→ **DIRECTIONS**
Each entry needs to be retyped exactly.

### RECORDED INFORMATION ###

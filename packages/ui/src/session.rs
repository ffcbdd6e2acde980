//! Session context and hooks for the UI.

use api::{Gate, RootNavigator, SessionObserver, SessionState};
use dioxus::prelude::*;

/// Current session state. Updates on every sign-in and sign-out.
pub fn use_session() -> Signal<SessionState> {
    use_context::<Signal<SessionState>>()
}

/// Which navigation tree should be mounted.
pub fn use_gate() -> Signal<Gate> {
    use_context::<Signal<Gate>>()
}

/// Provider component that mirrors a [`SessionObserver`] into signals.
/// Wrap the app with this component before reading [`use_session`] or [`use_gate`].
#[component]
pub fn SessionProvider(observer: SessionObserver, children: Element) -> Element {
    let (session, gate) = use_hook(|| {
        // Subscribe before reading so no notification falls between the two.
        let mut receiver = observer.watch();
        let initial = observer.state();

        let mut navigator = RootNavigator::new();
        navigator.observe(&initial);
        let mut session = Signal::new(initial);
        let mut gate = Signal::new(navigator.gate());

        spawn(async move {
            while receiver.changed().await.is_ok() {
                let next = receiver.borrow_and_update().clone();
                if navigator.observe(&next).is_some() {
                    gate.set(navigator.gate());
                }
                session.set(next);
            }
        });

        (session, gate)
    });

    use_context_provider(|| session);
    use_context_provider(|| gate);

    rsx! {
        {children}
    }
}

###

→ **RESPONSE AREA**
filename packages/ui/src/session.rs
repository ffcbdd6e2acde980
//! Session context and hooks for the UI.

use api::{Gate, RootNavigator, SessionObserver, SessionState};
use dioxus::prelude::*;

/// Current session state. Updates on every sign-in and sign-out.
pub fn use_session() -> Signal<SessionState> {
    use_context::<Signal<SessionState>>()
}

/// Which navigation tree should be mounted.
pub fn use_gate() -> Signal<Gate> {
    use_context::<Signal<Gate>>()
}

/// Provider component that mirrors a [`SessionObserver`] into signals.
/// Wrap the app with this component before reading [`use_session`] or [`use_gate`].
#[component]
pub fn SessionProvider(observer: SessionObserver, children: Element) -> Element {
    let (session, gate) = use_hook(|| {
        // Subscribe before reading so no notification falls between the two.
        let mut receiver = observer.watch();
        let initial = observer.state();

        let mut navigator = RootNavigator::new();
        navigator.observe(&initial);
        let mut session = Signal::new(initial);
        let mut gate = Signal::new(navigator.gate());

        spawn(async move {
            while receiver.changed().await.is_ok() {
                let next = receiver.borrow_and_update().clone();
                if navigator.observe(&next).is_some() {
                    gate.set(navigator.gate());
                }
                session.set(next);
            }
        });

        (session, gate)
    });

    use_context_provider(|| session);
    use_context_provider(|| gate);

    rsx! {
        {children}
    }
}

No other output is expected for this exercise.